Chapter 3, 'Reserving by conditioning on markers of individual claims - A case study using historical simulation', explores the use of claim specific characteristics, so-called claim markers, for loss reserving with individual claims. Starting from the approach of Rosenlund (2012) and using the technique of historical simulation we develop a stochastic Reserve by Detailed Conditioning (`RDC') method which is applicable to a micro-level data set with detailed information on individual claims.  We construct the predictive distribution of the outstanding loss reserve by simulating future payments of a claim, given its claim markers.  We demonstrate the performance of the method on a portfolio of general liability insurance policies for private individuals from a European insurance company. Hereby we explore how to incorporate different kinds of claim markers and evaluate the impact of the set of markers and their specification on the predictive distribution of the outstanding reserve.

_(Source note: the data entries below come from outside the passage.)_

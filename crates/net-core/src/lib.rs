//! Proxmox VE Network Core
//!
//! Transactional in-memory mirror of kernel network interfaces: convergence
//! targets, tracked collections, transactional records and the interface
//! entity built from them.

pub mod error;
pub mod fields;
pub mod interface;
pub mod kind;
pub mod linked_set;
pub mod settings;
pub mod state;
pub mod target;
pub mod transactional;
pub mod types;

pub use error::{errno, ConfigError, KernelError, NetworkError, UsageError};
pub use fields::{FieldClass, ValueKind};
pub use interface::{DirectState, Interface, PortRef};
pub use kind::InterfaceKind;
pub use settings::SyncSettings;
pub use state::{InterfaceDump, LinkState, Patch, Scope};
pub use target::TargetWaiter;
pub use transactional::{CommitMode, TransactionId};
pub use types::*;

/// Result type for network operations
pub type Result<T> = std::result::Result<T, NetworkError>;
//! Proxmox VE Network Apply
//!
//! Interface registry fed by kernel notifications, and the transactional
//! commit engine with rollback, resynchronization and frozen interfaces.

pub mod commit;
pub mod freeze;
pub mod hooks;
pub mod registry;
pub mod rollback;
pub mod transport;
pub mod watchdog;

#[cfg(test)]
mod fake_kernel;

pub use hooks::CommitHook;
pub use registry::Ipdb;
pub use transport::{KernelResult, KernelTransport};
pub use watchdog::{Watchdog, WatchdogFilter};

pub use pve_network_core::Result;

Chapter 4 of the PhD dissertation is entitled 'A multi-state approach and flexible payment distributions for micro-level reserving in general insurance'.   This chapter presents a discrete-time multi-state framework that reconstructs the claim development process as a series of transitions between a given set of states.  The states in our setting represent the events that may happen over the lifetime of a claim, i.e.~reporting, intermediate payments and closure.  For each intermediate payment we model the payment distribution separately.  To this end, we use a body-tail approach where the body of the distribution is modeled separately from the tail.  Generalized Additive Models for Location, Scale and Shape introduced by Stasinopoulos & Rigby (2007) allow for flexible modeling of the body distribution while incorporating covariate information.  We use the toolbox from Extreme Value Theory to determine the threshold separating the body from the tail and to model the tail of the payment distributions.  We do not correct payments for inflation beforehand, but include relevant covariate information in the model.  Using these building blocks, we outline a simulation procedure to evaluate the RBNS reserve.  The method is applied to a real life data set, and we benchmark our results by means of a back test.